Stored data entries:
<<<<

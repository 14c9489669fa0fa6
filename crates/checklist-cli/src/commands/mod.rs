pub mod config;
pub mod content;
pub mod history;
pub mod objectives;
pub mod reset;
pub mod settings;
pub mod today;

use clap::ValueEnum;
use checklist_core::{Config, Dashboard, Database, Person, Today};

pub type CmdResult = Result<(), Box<dyn std::error::Error>>;

#[derive(Debug, Clone, Copy, ValueEnum)]
pub enum PersonArg {
    A,
    B,
}

impl From<PersonArg> for Person {
    fn from(arg: PersonArg) -> Self {
        match arg {
            PersonArg::A => Person::A,
            PersonArg::B => Person::B,
        }
    }
}

/// Load the config, open the database and fix today's date for this run.
pub fn open_dashboard() -> Result<Dashboard, Box<dyn std::error::Error>> {
    let config = Config::load()?;
    let db = Database::open(&config)?;
    let today = Today::resolve_named(&config.timezone);
    tracing::debug!(date = %today.date, timezone = %config.timezone, "resolved today");
    Ok(Dashboard::new(db, today, config))
}

pub fn display_name(config: &Config, person: Person) -> &str {
    match person {
        Person::A => &config.people.a_name,
        Person::B => &config.people.b_name,
    }
}
//! Entry point for front ends.
//!
//! The stores report every failure as an error. `Dashboard` is where the
//! read side degrades instead: a failed read of today's objectives shows
//! the default list, a failed history read shows an empty window, failed
//! settings reads show the defaults, and content always has a fallback.
//! Writes keep returning errors so the caller can tell the user.

use chrono::NaiveDate;
use serde::{Deserialize, Serialize};

use crate::calendar::Today;
use crate::content::{fallback_for_day, ContentSeries, ContentStore, DailyContent, ImportPayload, ImportSummary};
use crate::error::{Result, ValidationError};
use crate::export::{self, ReportContext};
use crate::objectives::{
    self, default_objectives, find_mut, merge_defaults, DayObjectives, ObjectiveEntry,
    ObjectiveStore, Person,
};
use crate::settings::{SettingsStore, UserSettings};
use crate::stats::HistoryReport;
use crate::storage::{Config, Database};

/// Today's pair of reflection texts.
#[derive(Debug, Clone, PartialEq, Eq, Serialize, Deserialize)]
pub struct TodayContent {
    pub day_of_year: u32,
    pub primary: DailyContent,
    pub secondary: DailyContent,
}

pub struct Dashboard {
    db: Database,
    today: Today,
    config: Config,
    objectives: ObjectiveStore,
    content: ContentStore,
    settings: SettingsStore,
}

impl Dashboard {
    pub fn new(db: Database, today: Today, config: Config) -> Self {
        Self {
            objectives: ObjectiveStore::new(db.clone()),
            content: ContentStore::new(db.clone()),
            settings: SettingsStore::new(db.clone()),
            db,
            today,
            config,
        }
    }

    pub fn today(&self) -> Today {
        self.today
    }

    pub fn config(&self) -> &Config {
        &self.config
    }

    pub fn database(&self) -> &Database {
        &self.db
    }

    /// Seed the content series if they are empty.
    ///
    /// Failure is logged and reported as zero rows seeded; the fallback
    /// content still covers every day.
    pub fn seed_content(&self) -> usize {
        match self.content.seed_if_empty() {
            Ok(rows) => rows,
            Err(e) => {
                tracing::warn!("content seeding failed: {e}");
                0
            }
        }
    }

    // === Objectives ===

    /// Objectives for `date`, or the defaults if they cannot be read.
    pub fn objectives_for(&self, date: NaiveDate) -> DayObjectives {
        self.objectives.load_for_date(date).unwrap_or_else(|e| {
            tracing::warn!(%date, "loading objectives failed, showing defaults: {e}");
            DayObjectives::Defaults(default_objectives(date))
        })
    }

    pub fn today_objectives(&self) -> DayObjectives {
        self.objectives_for(self.today.date)
    }

    /// Replace today's set with `entries`.
    ///
    /// # Errors
    /// Returns an error if the save fails; nothing is changed then.
    pub fn save_today(&self, entries: &[ObjectiveEntry]) -> Result<usize> {
        Ok(self.objectives.save_for_date(self.today.date, entries)?)
    }

    /// Load today's set, let `edit` change it in memory, and save it back
    /// as a whole.
    ///
    /// Unlike [`Dashboard::today_objectives`] the read is not allowed to
    /// fall back, so a read failure can never overwrite stored entries
    /// with the defaults.
    ///
    /// # Errors
    /// Returns the read, edit, or save error.
    pub fn edit_today<F>(&self, edit: F) -> Result<usize>
    where
        F: FnOnce(&mut Vec<ObjectiveEntry>) -> std::result::Result<(), ValidationError>,
    {
        let mut entries = self.objectives.load_for_date(self.today.date)?.into_entries();
        edit(&mut entries)?;
        self.save_today(&entries)
    }

    /// Mark (or unmark) an objective as completed by `person`.
    ///
    /// # Errors
    /// Returns a validation error for an unknown label, or a database error.
    pub fn set_completion(&self, label: &str, person: Person, done: bool) -> Result<usize> {
        self.edit_today(|entries| objectives::set_completion(entries, label, person, done))
    }

    /// Replace `person`'s note on an objective.
    ///
    /// # Errors
    /// Returns a validation error for an unknown label, or a database error.
    pub fn set_note(&self, label: &str, person: Person, note: &str) -> Result<usize> {
        self.edit_today(|entries| objectives::set_note(entries, label, person, note))
    }

    /// Set completion and, when given, the note in a single save, so
    /// either both changes land or neither does.
    ///
    /// # Errors
    /// Returns a validation error for an unknown label, or a database error.
    pub fn record_check(
        &self,
        label: &str,
        person: Person,
        done: bool,
        note: Option<&str>,
    ) -> Result<usize> {
        self.edit_today(|entries| {
            objectives::set_completion(entries, label, person, done)?;
            if let Some(note) = note {
                objectives::set_note(entries, label, person, note)?;
            }
            Ok(())
        })
    }

    /// Append an objective to today's set.
    ///
    /// # Errors
    /// Returns a validation error if the label is blank or already present.
    pub fn add_objective(&self, label: &str, emoji: Option<&str>, category: Option<&str>) -> Result<usize> {
        let label = label.trim();
        if label.is_empty() {
            return Err(ValidationError::InvalidValue {
                field: "label".into(),
                message: "objective label is empty".into(),
            }
            .into());
        }
        let date = self.today.date;
        self.edit_today(|entries| {
            if find_mut(entries, label).is_ok() {
                return Err(ValidationError::InvalidValue {
                    field: "label".into(),
                    message: format!("'{label}' is already on today's list"),
                });
            }
            let mut entry = ObjectiveEntry::new(date, label);
            if let Some(emoji) = emoji {
                entry = entry.with_emoji(emoji);
            }
            if let Some(category) = category {
                entry = entry.with_category(category);
            }
            entries.push(entry);
            Ok(())
        })
    }

    /// Drop an objective from today's set.
    ///
    /// # Errors
    /// Returns a validation error for an unknown label, or a database error.
    pub fn remove_objective(&self, label: &str) -> Result<usize> {
        self.edit_today(|entries| {
            let wanted = find_mut(entries, label)?.label.clone();
            entries.retain(|e| e.label != wanted);
            Ok(())
        })
    }

    /// Add every default objective not already on today's list.
    ///
    /// # Errors
    /// Returns the read or save error.
    pub fn add_default_objectives(&self) -> Result<usize> {
        let date = self.today.date;
        let existing = self.objectives.load_for_date(date)?.into_entries();
        let merged = merge_defaults(existing, date);
        self.save_today(&merged)
    }

    /// Delete today's entries.
    ///
    /// # Errors
    /// Returns an error if the delete fails.
    pub fn clear_today(&self) -> Result<usize> {
        Ok(self.objectives.clear_for_date(self.today.date)?)
    }

    /// Delete all objective history.
    ///
    /// # Errors
    /// Returns an error if the delete fails.
    pub fn reset_all_data(&self) -> Result<usize> {
        Ok(self.objectives.truncate_all()?)
    }

    // === History ===

    /// Entries of the last `days` days, empty if they cannot be read.
    pub fn history(&self, days: u32) -> Vec<ObjectiveEntry> {
        let since = self.today.window_start(days);
        self.objectives.load_window(since).unwrap_or_else(|e| {
            tracing::warn!(%since, "loading history failed, showing none: {e}");
            Vec::new()
        })
    }

    pub fn report(&self, days: u32) -> HistoryReport {
        HistoryReport::build(&self.history(days))
    }

    pub fn export_csv(&self, days: u32) -> String {
        export::to_csv(&self.history(days))
    }

    pub fn summary_report(&self, days: u32) -> String {
        let report = self.report(days);
        export::summary_report(&ReportContext {
            period_days: days,
            generated_on: self.today.date,
            people: &self.config.people,
            report: &report,
        })
    }

    // === Content ===

    /// Stored content for the day, or the built-in fallback.
    pub fn content_for_day(&self, series: ContentSeries, day_of_year: u32) -> DailyContent {
        match self.content.content_for_day(series, day_of_year) {
            Ok(Some(content)) => content,
            Ok(None) => fallback_for_day(series, day_of_year),
            Err(e) => {
                tracing::warn!(series = series.as_str(), day_of_year, "loading content failed: {e}");
                fallback_for_day(series, day_of_year)
            }
        }
    }

    pub fn today_content(&self) -> TodayContent {
        let day = self.today.day_of_year;
        TodayContent {
            day_of_year: day,
            primary: self.content_for_day(ContentSeries::Primary, day),
            secondary: self.content_for_day(ContentSeries::Secondary, day),
        }
    }

    /// Replace content series from an import document.
    ///
    /// # Errors
    /// Returns a validation error for an empty payload, or a database error.
    pub fn import_content(&self, payload: &ImportPayload) -> Result<ImportSummary> {
        self.content.import_payload(payload)
    }

    // === Settings ===

    /// Current settings, or the defaults if they cannot be read.
    pub fn settings(&self) -> UserSettings {
        self.settings.get().unwrap_or_else(|e| {
            tracing::warn!("loading settings failed, using defaults: {e}");
            UserSettings::default()
        })
    }

    /// Store `settings` (normalized for its mode). Returns whether the
    /// save succeeded.
    pub fn save_settings(&self, settings: UserSettings) -> bool {
        match self.settings.set(&settings.normalized()) {
            Ok(()) => true,
            Err(e) => {
                tracing::warn!("saving settings failed: {e}");
                false
            }
        }
    }
}
/*
 * Copyright 2025 Security Union LLC
 *
 * Licensed under either of
 *
 * * Apache License, Version 2.0
 *   (http://www.apache.org/licenses/LICENSE-2.0)
 * * MIT license
 *   (http://opensource.org/licenses/MIT)
 *
 * at your option.
 */

//! Authorization policies.
//!
//! A [`StatementPolicy`] holds allow/deny statements over subjects, resources
//! and actions. Patterns may contain `*`, which matches any run of characters.
//! An explicit deny always wins; without a matching allow the request is
//! denied.
//!
//! # Example document
//!
//! ```json
//! {
//!   "statements": [
//!     {
//!       "id": "owners-read-own-profile",
//!       "effect": "allow",
//!       "subjects": ["*"],
//!       "resources": ["users:*"],
//!       "actions": ["read"],
//!       "conditions": { "owner": true }
//!     }
//!   ]
//! }
//! ```

use std::collections::HashMap;

use regex::Regex;
use serde::Deserialize;

use crate::error::AuthError;

pub mod actions {
    pub const READ: &str = "read";
    pub const DELETE: &str = "delete";
}

/// Input to a policy decision.
#[derive(Debug, Clone, Default)]
pub struct PolicyRequest {
    pub subject: String,
    pub resource: String,
    pub action: String,
    pub context: HashMap<String, serde_json::Value>,
}

#[derive(Debug, Clone, Copy, PartialEq, Eq)]
pub enum Decision {
    Allow,
    Deny,
}

impl Decision {
    pub fn is_allowed(self) -> bool {
        self == Decision::Allow
    }
}

pub trait PolicyEvaluator: Send + Sync {
    fn evaluate(&self, request: &PolicyRequest) -> Decision;
}

#[derive(Debug, Clone, Copy, PartialEq, Eq, Deserialize)]
#[serde(rename_all = "lowercase")]
pub enum Effect {
    Allow,
    Deny,
}

/// A statement as written in a policy document.
#[derive(Debug, Clone, Deserialize)]
pub struct PolicyStatement {
    #[serde(default)]
    pub id: String,
    pub effect: Effect,
    pub subjects: Vec<String>,
    pub resources: Vec<String>,
    pub actions: Vec<String>,
    /// Context key → value the request context must carry.
    #[serde(default)]
    pub conditions: HashMap<String, serde_json::Value>,
}

#[derive(Debug, Deserialize)]
struct PolicyDocument {
    statements: Vec<PolicyStatement>,
}

struct CompiledStatement {
    statement: PolicyStatement,
    subjects: Vec<Regex>,
    resources: Vec<Regex>,
    actions: Vec<Regex>,
}

impl CompiledStatement {
    fn compile(statement: PolicyStatement) -> Result<Self, AuthError> {
        Ok(Self {
            subjects: compile_patterns(&statement.subjects)?,
            resources: compile_patterns(&statement.resources)?,
            actions: compile_patterns(&statement.actions)?,
            statement,
        })
    }

    fn matches(&self, request: &PolicyRequest) -> bool {
        any_match(&self.subjects, &request.subject)
            && any_match(&self.resources, &request.resource)
            && any_match(&self.actions, &request.action)
            && self
                .statement
                .conditions
                .iter()
                .all(|(key, expected)| request.context.get(key) == Some(expected))
    }
}

/// In-memory statement set.
#[derive(Default)]
pub struct StatementPolicy {
    statements: Vec<CompiledStatement>,
}

impl StatementPolicy {
    /// A policy with no statements denies everything.
    pub fn empty() -> Self {
        Self::default()
    }

    pub fn new(statements: Vec<PolicyStatement>) -> Result<Self, AuthError> {
        let statements = statements
            .into_iter()
            .map(CompiledStatement::compile)
            .collect::<Result<Vec<_>, _>>()?;
        Ok(Self { statements })
    }

    pub fn from_json(document: &str) -> Result<Self, AuthError> {
        let doc: PolicyDocument = serde_json::from_str(document)
            .map_err(|e| AuthError::Configuration(format!("invalid policy document: {e}")))?;
        Self::new(doc.statements)
    }

    pub fn len(&self) -> usize {
        self.statements.len()
    }

    pub fn is_empty(&self) -> bool {
        self.statements.is_empty()
    }
}

impl PolicyEvaluator for StatementPolicy {
    fn evaluate(&self, request: &PolicyRequest) -> Decision {
        let mut allowed = false;
        for compiled in self.statements.iter().filter(|s| s.matches(request)) {
            match compiled.statement.effect {
                Effect::Deny => {
                    tracing::debug!(
                        statement = %compiled.statement.id,
                        "Denied {} on {} for {}",
                        request.action,
                        request.resource,
                        request.subject
                    );
                    return Decision::Deny;
                }
                Effect::Allow => allowed = true,
            }
        }
        if allowed {
            Decision::Allow
        } else {
            Decision::Deny
        }
    }
}

fn compile_patterns(patterns: &[String]) -> Result<Vec<Regex>, AuthError> {
    patterns.iter().map(|p| compile_pattern(p)).collect()
}

fn compile_pattern(pattern: &str) -> Result<Regex, AuthError> {
    let body = pattern
        .split('*')
        .map(regex::escape)
        .collect::<Vec<_>>()
        .join(".*");
    Regex::new(&format!("^{body}$"))
        .map_err(|e| AuthError::Configuration(format!("invalid policy pattern '{pattern}': {e}")))
}

fn any_match(patterns: &[Regex], value: &str) -> bool {
    patterns.iter().any(|re| re.is_match(value))
}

>>>>

Exercise goal: Reproduce the lines above, beginning at the line with "Replace today's set" and stopping after the line with "save it back", exactly as they are.

Task result:
    /// Replace today's set with `entries`.
    ///
    /// # Errors
    /// Returns an error if the save fails; nothing is changed then.
    pub fn save_today(&self, entries: &[ObjectiveEntry]) -> Result<usize> {
        Ok(self.objectives.save_for_date(self.today.date, entries)?)
    }

    /// Load today's set, let `edit` change it in memory, and save it back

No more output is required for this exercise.